### Goal of the exercise:
Below are records. Find each line in them that holds the word "common" and copy it.

### Dataset entries:
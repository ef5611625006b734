use http::{Method, StatusCode};
use oasgate::dispatcher::HandlerRegistry;
use oasgate::hot_reload::{watch_spec, watch_spec_with};
use oasgate::{ApiRequest, ApiResponse, OpenApiValidator, ValidatorOptions};
use std::sync::mpsc;
use std::sync::Arc;
use std::time::Duration;

mod common;
use common::temp_files::create_temp_yaml;

const SPEC_V1: &str = r#"openapi: 3.1.0
info:
  title: Reload Test
  version: '1.0'
paths:
  /foo:
    get:
      operationId: foo_one
      responses:
        '200': { description: OK }
"#;

const SPEC_V2: &str = r#"openapi: 3.1.0
info:
  title: Reload Test
  version: '1.0'
paths:
  /bar:
    get:
      operationId: bar_two
      responses:
        '200': { description: OK }
"#;

fn ok() -> impl FnOnce(oasgate::HandlerRequest) -> std::future::Ready<anyhow::Result<ApiResponse>> {
    |_| std::future::ready(Ok(ApiResponse::empty(200)))
}

#[tokio::test]
async fn test_watch_spec_reload() {
    let file = create_temp_yaml(SPEC_V1);
    let validator = Arc::new(
        OpenApiValidator::from_path(file.path(), ValidatorOptions::default(), HandlerRegistry::new()).unwrap(),
    );

    let (tx, rx) = mpsc::channel();
    let _watcher = watch_spec_with(file.path(), Arc::clone(&validator), move |version| {
        let _ = tx.send(version.clone());
    })
    .unwrap();

    std::fs::write(file.path(), SPEC_V2).unwrap();
    let version = rx.recv_timeout(Duration::from_secs(5)).unwrap();
    assert!(version.version >= 2);
    // Editors and `fs::write` can emit several events; wait for the final content.
    for _ in 0..50 {
        if validator.snapshot().table.operations().any(|op| &*op.path_template == "/bar") {
            break;
        }
        tokio::time::sleep(Duration::from_millis(100)).await;
    }

    let resp = validator
        .handle(ApiRequest::new(Method::GET, "/bar"), ok())
        .await
        .unwrap();
    assert_eq!(resp.status, 200);
    let err = validator
        .handle(ApiRequest::new(Method::GET, "/foo"), ok())
        .await
        .unwrap_err();
    assert_eq!(err.status(), StatusCode::NOT_FOUND);
}

#[tokio::test]
async fn test_broken_document_keeps_previous_snapshot() {
    let file = create_temp_yaml(SPEC_V1);
    let validator = Arc::new(
        OpenApiValidator::from_path(file.path(), ValidatorOptions::default(), HandlerRegistry::new()).unwrap(),
    );
    let _watcher = watch_spec(file.path(), Arc::clone(&validator)).unwrap();

    std::fs::write(file.path(), "openapi: [not, a, document").unwrap();
    tokio::time::sleep(Duration::from_millis(300)).await;

    assert_eq!(validator.snapshot().version.version, 1);
    let resp = validator
        .handle(ApiRequest::new(Method::GET, "/foo"), ok())
        .await
        .unwrap();
    assert_eq!(resp.status, 200);
}

#[test]
fn test_reload_from_path_reports_errors() {
    let file = create_temp_yaml(SPEC_V1);
    let validator =
        OpenApiValidator::from_path(file.path(), ValidatorOptions::default(), HandlerRegistry::new()).unwrap();
    std::fs::write(file.path(), "paths: 12").unwrap();
    assert!(validator.reload_from_path(file.path()).is_err());

    std::fs::write(file.path(), SPEC_V2).unwrap();
    let version = validator.reload_from_path(file.path()).unwrap();
    assert_eq!(version.version, 2);
    assert_eq!(validator.snapshot().table.len(), 1);
}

### Exercise output:
mod common;
use common::temp_files::create_temp_yaml;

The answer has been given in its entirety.